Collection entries
----
//! Configuration file management for liftgen.
//!
//! Provides a TOML config file at `~/.config/liftgen/config.toml` and a
//! resolution chain: CLI flag > env var > config file > default.

use std::path::{Path, PathBuf};
use std::time::Duration;

use anyhow::{Context, Result};
use serde::{Deserialize, Serialize};

use liftgen_core::generation::OpenAiConfig;
use liftgen_core::pipeline::PipelineConfig;
use liftgen_db::config::DbConfig;

pub const ENV_API_KEY: &str = "LIFTGEN_API_KEY";
pub const ENV_OPENAI_API_KEY: &str = "OPENAI_API_KEY";
pub const ENV_MODEL: &str = "LIFTGEN_MODEL";
pub const ENV_BASE_URL: &str = "LIFTGEN_BASE_URL";

// -----------------------------------------------------------------------
// Config file types
// -----------------------------------------------------------------------

#[derive(Debug, Clone, PartialEq, Serialize, Deserialize)]
pub struct ConfigFile {
    pub database: DatabaseSection,
    #[serde(default)]
    pub generation: GenerationSection,
}

#[derive(Debug, Clone, PartialEq, Serialize, Deserialize)]
pub struct DatabaseSection {
    pub url: String,
    #[serde(default, skip_serializing_if = "Option::is_none")]
    pub max_connections: Option<u32>,
}

/// Model provider settings. Every key is optional.
#[derive(Debug, Clone, Default, PartialEq, Serialize, Deserialize)]
pub struct GenerationSection {
    #[serde(default, skip_serializing_if = "Option::is_none")]
    pub base_url: Option<String>,
    #[serde(default, skip_serializing_if = "Option::is_none")]
    pub model: Option<String>,
    #[serde(default, skip_serializing_if = "Option::is_none")]
    pub api_key: Option<String>,
    #[serde(default, skip_serializing_if = "Option::is_none")]
    pub timeout_secs: Option<u64>,
    #[serde(default, skip_serializing_if = "Option::is_none")]
    pub max_attempts: Option<u32>,
    #[serde(default, skip_serializing_if = "Option::is_none")]
    pub temperature: Option<f32>,
}

// -----------------------------------------------------------------------
// Paths
// -----------------------------------------------------------------------

/// Return the liftgen config directory.
///
/// Always uses XDG layout: `$XDG_CONFIG_HOME/liftgen` or `~/.config/liftgen`,
/// including on macOS.
pub fn config_dir() -> PathBuf {
    if let Ok(xdg) = std::env::var("XDG_CONFIG_HOME") {
        return PathBuf::from(xdg).join("liftgen");
    }
    dirs::home_dir()
        .unwrap_or_else(|| PathBuf::from("."))
        .join(".config")
        .join("liftgen")
}

pub fn config_path() -> PathBuf {
    config_dir().join("config.toml")
}

// -----------------------------------------------------------------------
// Read / write
// -----------------------------------------------------------------------

pub fn load_config_from(path: &Path) -> Result<ConfigFile> {
    let contents = std::fs::read_to_string(path)
        .with_context(|| format!("failed to read config file at {}", path.display()))?;
    toml::from_str(&contents)
        .with_context(|| format!("failed to parse config file at {}", path.display()))
}

/// Write `config` to `path`, creating parent dirs as needed.
/// The file may hold an API key, so it is made owner-only on Unix.
pub fn save_config_to(config: &ConfigFile, path: &Path) -> Result<()> {
    if let Some(dir) = path.parent() {
        std::fs::create_dir_all(dir)
            .with_context(|| format!("failed to create config directory {}", dir.display()))?;
    }

    let contents = toml::to_string_pretty(config).context("failed to serialize config")?;
    std::fs::write(path, &contents)
        .with_context(|| format!("failed to write config file at {}", path.display()))?;

    #[cfg(unix)]
    {
        use std::os::unix::fs::PermissionsExt;
        let perms = std::fs::Permissions::from_mode(0o600);
        std::fs::set_permissions(path, perms)
            .with_context(|| format!("failed to set permissions on {}", path.display()))?;
    }

    Ok(())
}

// -----------------------------------------------------------------------
// Resolved config
// -----------------------------------------------------------------------

/// Values supplied on the command line.
#[derive(Debug, Clone, Default)]
pub struct CliOverrides {
    pub database_url: Option<String>,
    pub model: Option<String>,
}

/// Fully resolved configuration, ready for use.
#[derive(Debug, Clone)]
pub struct LiftgenConfig {
    pub db_config: DbConfig,
    pub generation: OpenAiConfig,
    pub pipeline: PipelineConfig,
}

impl LiftgenConfig {
    /// Resolve from the real environment and the config file, if one exists.
    pub fn resolve(cli: &CliOverrides) -> Result<Self> {
        let path = config_path();
        let file = if path.exists() {
            Some(load_config_from(&path)?)
        } else {
            None
        };
        Ok(Self::resolve_with(cli, file.as_ref(), |key| {
            std::env::var(key).ok().filter(|v| !v.is_empty())
        }))
    }

    /// Apply the chain: CLI flag > env var > config file > default.
    ///
    /// - DB URL: `cli.database_url` > `LIFTGEN_DATABASE_URL` > `database.url` > [`DbConfig::DEFAULT_URL`]
    /// - Pool size: `LIFTGEN_DB_MAX_CONNECTIONS` > `database.max_connections` > [`DbConfig::DEFAULT_MAX_CONNECTIONS`]
    /// - API key: `LIFTGEN_API_KEY` > `OPENAI_API_KEY` > `generation.api_key`
    /// - Model: `cli.model` > `LIFTGEN_MODEL` > `generation.model` > provider default
    /// - Base URL: `LIFTGEN_BASE_URL` > `generation.base_url` > provider default
    pub fn resolve_with(
        cli: &CliOverrides,
        file: Option<&ConfigFile>,
        env: impl Fn(&str) -> Option<String>,
    ) -> Self {
        let section = file.map(|f| f.generation.clone()).unwrap_or_default();

        let db_url = cli
            .database_url
            .clone()
            .or_else(|| env(DbConfig::ENV_VAR))
            .or_else(|| file.map(|f| f.database.url.clone()))
            .unwrap_or_else(|| DbConfig::DEFAULT_URL.to_owned());
        let max_connections = env(DbConfig::MAX_CONNECTIONS_ENV_VAR)
            .and_then(|v| v.trim().parse().ok())
            .or_else(|| file.and_then(|f| f.database.max_connections))
            .unwrap_or(DbConfig::DEFAULT_MAX_CONNECTIONS);

        let defaults = OpenAiConfig::default();
        let generation = OpenAiConfig {
            base_url: env(ENV_BASE_URL)
                .or(section.base_url)
                .unwrap_or(defaults.base_url),
            model: cli
                .model
                .clone()
                .or_else(|| env(ENV_MODEL))
                .or(section.model)
                .unwrap_or(defaults.model),
            api_key: env(ENV_API_KEY)
                .or_else(|| env(ENV_OPENAI_API_KEY))
                .or(section.api_key),
            timeout: section
                .timeout_secs
                .map_or(defaults.timeout, Duration::from_secs),
            temperature: section.temperature.unwrap_or(defaults.temperature),
        };

        let mut pipeline = PipelineConfig::default();
        if let Some(n) = section.max_attempts {
            pipeline.max_attempts = n;
        }

        Self {
            db_config: DbConfig::new(db_url).with_max_connections(max_connections),
            generation,
            pipeline,
        }
    }
}

// -----------------------------------------------------------------------
// Tests
// -----------------------------------------------------------------------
----
**EXERCISE DETAILS**:
Repeat each line of the data above, exactly as it appears, from the first through the line that contains "use liftgen_db::config::DbConfig;".

**OUTPUT OF THE EXERCISE**:
//! Configuration file management for liftgen.
//!
//! Provides a TOML config file at `~/.config/liftgen/config.toml` and a
//! resolution chain: CLI flag > env var > config file > default.

use std::path::{Path, PathBuf};
use std::time::Duration;

use anyhow::{Context, Result};
use serde::{Deserialize, Serialize};

use liftgen_core::generation::OpenAiConfig;
use liftgen_core::pipeline::PipelineConfig;
use liftgen_db::config::DbConfig;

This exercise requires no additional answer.